The Natural Hazards Commission Toka Tū Ake (NHC) has secured $10.3 billion in reinsurance protection for New Zealand homeowners, effective from June 1.
This marks a $1.15 billion increase from the previous year’s coverage and includes $225 million from a multi-year catastrophe bond issued in 2023.
NHC chief executive Tina Mitchell said that reinsurance serves as insurance for insurers, allowing the commission to access funds to cover claims resulting from natural hazard damage.
Homeowners insured across New Zealand pay levies to the scheme, a portion of which is allocated to purchasing reinsurance at the national level.

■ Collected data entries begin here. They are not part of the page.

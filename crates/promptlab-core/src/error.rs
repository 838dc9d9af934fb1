use thiserror::Error;

#[derive(Error, Debug)]
pub enum PromptLabError {
    #[error("Unknown model: {0}")]
    UnknownModel(String),

    #[error("HTTP error: {0}")]
    Http(String),
}

pub type Result<T> = std::result::Result<T, PromptLabError>;
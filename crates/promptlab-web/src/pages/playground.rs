use leptos::prelude::*;
use promptlab_core::{
    Model, Playground, ResultEntry, TestConfig, MAX_TOKENS_RANGE, PENALTY_RANGE, TEMPERATURE_RANGE,
};
use wasm_bindgen::JsValue;

use crate::api;

#[component]
pub fn PlaygroundPage() -> impl IntoView {
    let playground = RwSignal::new(Playground::new());

    let run_playground = move |_| {
        // One submission in flight at a time.
        if playground.with_untracked(|p| p.running) {
            return;
        }
        let request = playground.with_untracked(|p| p.to_request());
        playground.update(|p| p.start());

        wasm_bindgen_futures::spawn_local(async move {
            let outcome = api::generate(&request).await.map_err(|e| e.to_string());
            if let Err(e) = &outcome {
                web_sys::console::error_1(&JsValue::from_str(e));
            }
            playground.update(|p| p.finish(outcome));
        });
    };

    view! {
        <div class="page playground-page">
            <h2>"Interactive Prompt Playground"</h2>

            <div class="config-panel">
                <div class="form-group">
                    <label>"System Prompt"</label>
                    <textarea
                        placeholder="Enter system prompt..."
                        rows="3"
                        prop:value=move || playground.with(|p| p.system_prompt.clone())
                        on:input=move |ev| {
                            playground.update(|p| p.set_system_prompt(event_target_value(&ev)))
                        }
                    ></textarea>
                </div>

                <div class="form-group">
                    <label>"User Prompt"</label>
                    <textarea
                        placeholder="Enter user prompt..."
                        rows="3"
                        prop:value=move || playground.with(|p| p.user_prompt.clone())
                        on:input=move |ev| {
                            playground.update(|p| p.set_user_prompt(event_target_value(&ev)))
                        }
                    ></textarea>
                </div>

                <div class="form-group">
                    <label>"Model"</label>
                    <select
                        prop:value=move || playground.with(|p| p.model.id().to_string())
                        on:change=move |ev| {
                            if let Ok(model) = event_target_value(&ev).parse::<Model>() {
                                playground.update(|p| p.set_model(model));
                            }
                        }
                    >
                        {Model::all()
                            .iter()
                            .map(|m| view! { <option value=m.id()>{m.label()}</option> })
                            .collect::<Vec<_>>()}
                    </select>
                </div>
            </div>

            <div class="configs-section">
                <div class="configs-header">
                    <h3>"Test Configurations"</h3>
                    <button
                        class="add-btn"
                        on:click=move |_| playground.update(|p| p.add_config())
                    >
                        "Add Configuration"
                    </button>
                </div>

                {move || {
                    playground
                        .with(|p| p.configs.clone())
                        .into_iter()
                        .enumerate()
                        .map(|(index, config)| {
                            view! { <ConfigCard playground=playground index=index config=config /> }
                        })
                        .collect::<Vec<_>>()
                }}
            </div>

            <button
                class="run-btn"
                disabled=move || playground.with(|p| p.running)
                on:click=run_playground
            >
                {move || if playground.with(|p| p.running) {
                    view! { <span class="loading"><span class="spinner"></span>" Running..."</span> }.into_any()
                } else {
                    view! { <span>"Run Playground"</span> }.into_any()
                }}
            </button>

            {move || playground.with(|p| p.error.clone()).map(|e| view! {
                <div class="error-panel">
                    <p style="color: var(--error);">"Error: " {e}</p>
                </div>
            })}

            <div class="results-panel">
                <h3>"Results"</h3>
                {move || {
                    let results = playground.with(|p| p.results.clone());
                    if results.is_empty() {
                        view! { <p class="placeholder">"Run the playground to see results"</p> }
                            .into_any()
                    } else {
                        view! {
                            <div class="result-grid">
                                {results
                                    .into_iter()
                                    .map(|entry| view! { <ResultCard entry=entry /> })
                                    .collect::<Vec<_>>()}
                            </div>
                        }
                        .into_any()
                    }
                }}
            </div>
        </div>
    }
}

#[component]
fn ConfigCard(playground: RwSignal<Playground>, index: usize, config: TestConfig) -> impl IntoView {
    let stop_rows = config
        .stop
        .iter()
        .enumerate()
        .map(|(stop_index, stop)| {
            view! {
                <div class="stop-row">
                    <input
                        type="text"
                        placeholder="Enter stop sequence..."
                        prop:value=stop.clone()
                        on:input=move |ev| {
                            playground.update(|p| {
                                p.set_stop_sequence(index, stop_index, event_target_value(&ev))
                            })
                        }
                    />
                    <button
                        class="remove-btn"
                        on:click=move |_| {
                            playground.update(|p| p.remove_stop_sequence(index, stop_index))
                        }
                    >
                        "Remove"
                    </button>
                </div>
            }
        })
        .collect::<Vec<_>>();

    view! {
        <div class="config-card">
            <div class="config-card-header">
                <h4>{format!("Configuration {}", index + 1)}</h4>
                <button
                    class="remove-btn"
                    on:click=move |_| playground.update(|p| p.remove_config(index))
                >
                    "Remove"
                </button>
            </div>

            <div class="form-group">
                <label>{format!("Temperature: {}", config.temperature)}</label>
                <input
                    type="range"
                    min=TEMPERATURE_RANGE.0.to_string()
                    max=TEMPERATURE_RANGE.1.to_string()
                    step="0.1"
                    prop:value=config.temperature.to_string()
                    on:input=move |ev| {
                        if let Ok(v) = event_target_value(&ev).parse() {
                            playground.update(|p| p.set_temperature(index, v));
                        }
                    }
                />
            </div>

            <div class="form-group">
                <label>{format!("Max Tokens: {}", config.max_tokens)}</label>
                <input
                    type="range"
                    min=MAX_TOKENS_RANGE.0.to_string()
                    max=MAX_TOKENS_RANGE.1.to_string()
                    step="1"
                    prop:value=config.max_tokens.to_string()
                    on:input=move |ev| {
                        if let Ok(v) = event_target_value(&ev).parse() {
                            playground.update(|p| p.set_max_tokens(index, v));
                        }
                    }
                />
            </div>

            <div class="form-group">
                <label>{format!("Presence Penalty: {}", config.presence_penalty)}</label>
                <input
                    type="range"
                    min=PENALTY_RANGE.0.to_string()
                    max=PENALTY_RANGE.1.to_string()
                    step="0.1"
                    prop:value=config.presence_penalty.to_string()
                    on:input=move |ev| {
                        if let Ok(v) = event_target_value(&ev).parse() {
                            playground.update(|p| p.set_presence_penalty(index, v));
                        }
                    }
                />
            </div>

            <div class="form-group">
                <label>{format!("Frequency Penalty: {}", config.frequency_penalty)}</label>
                <input
                    type="range"
                    min=PENALTY_RANGE.0.to_string()
                    max=PENALTY_RANGE.1.to_string()
                    step="0.1"
                    prop:value=config.frequency_penalty.to_string()
                    on:input=move |ev| {
                        if let Ok(v) = event_target_value(&ev).parse() {
                            playground.update(|p| p.set_frequency_penalty(index, v));
                        }
                    }
                />
            </div>

            <div class="form-group">
                <div class="stop-header">
                    <label>"Stop Sequences"</label>
                    <button
                        class="add-btn"
                        on:click=move |_| playground.update(|p| p.add_stop_sequence(index))
                    >
                        "Add Stop Sequence"
                    </button>
                </div>
                {stop_rows}
            </div>
        </div>
    }
}

#[component]
fn ResultCard(entry: ResultEntry) -> impl IntoView {
    let params = params_line(&entry);
    view! {
        <div class="result-card">
            <div class="result-params">{params}</div>
            <pre class="result-output">{entry.output}</pre>
        </div>
    }
}

/// Summary line of the parameters a result was generated with.
fn params_line(entry: &ResultEntry) -> String {
    let mut line = format!(
        "Temp: {} | Tokens: {} | Pres Pen: {} | Freq Pen: {}",
        entry.temperature, entry.max_tokens, entry.presence_penalty, entry.frequency_penalty
    );
    if !entry.stop.is_empty() {
        line.push_str(" | Stop: ");
        line.push_str(&entry.stop.join(", "));
    }
    line
}

#[cfg(test)]
mod tests {
    use super::*;

    fn entry(stop: Vec<String>) -> ResultEntry {
        ResultEntry {
            temperature: 0.7,
            max_tokens: 150,
            presence_penalty: 1.5,
            frequency_penalty: 0.0,
            stop,
            output: "Hello there!".to_string(),
        }
    }

    #[test]
    fn test_params_line_without_stops() {
        assert_eq!(
            params_line(&entry(Vec::new())),
            "Temp: 0.7 | Tokens: 150 | Pres Pen: 1.5 | Freq Pen: 0"
        );
    }

    #[test]
    fn test_params_line_lists_stops_in_order() {
        let stops = vec!["###".to_string(), "END".to_string()];
        assert_eq!(
            params_line(&entry(stops)),
            "Temp: 0.7 | Tokens: 150 | Pres Pen: 1.5 | Freq Pen: 0 | Stop: ###, END"
        );
    }
}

“If a significant natural disaster should happen and costs exceed $2.2 billion, the scheme can then access up to an additional $10.3 billion for settling homeowners’ claims,” said Mitchell.
Reinsurance companies, which operate in a global marketplace, evaluate where to provide support based on a country’s risk profile, the reputation of the organization, and commercial factors.
Mitchell said the scheme has a strong standing internationally due to its long-term investments in research and risk modeling, which offer reinsurers clear insight into the risks covered.
She also pointed to the scheme’s commitment to community resilience through funding science and research that informs building standards, decisions on residential development, and government planning.
The last significant reinsurance claim handled by NHC followed the Canterbury earthquakes, during which reinsurers covered approximately $5 billion in costs.
“We can’t change the natural hazards we live with, but we can be prepared. Ensuring we have access to the right financial support provides peace of mind for New Zealand homeowners,” Mitchell said.
The expanded reinsurance program aims to provide additional financial support in the event of major disasters, enhancing the scheme’s capacity to manage claims arising from natural hazard events.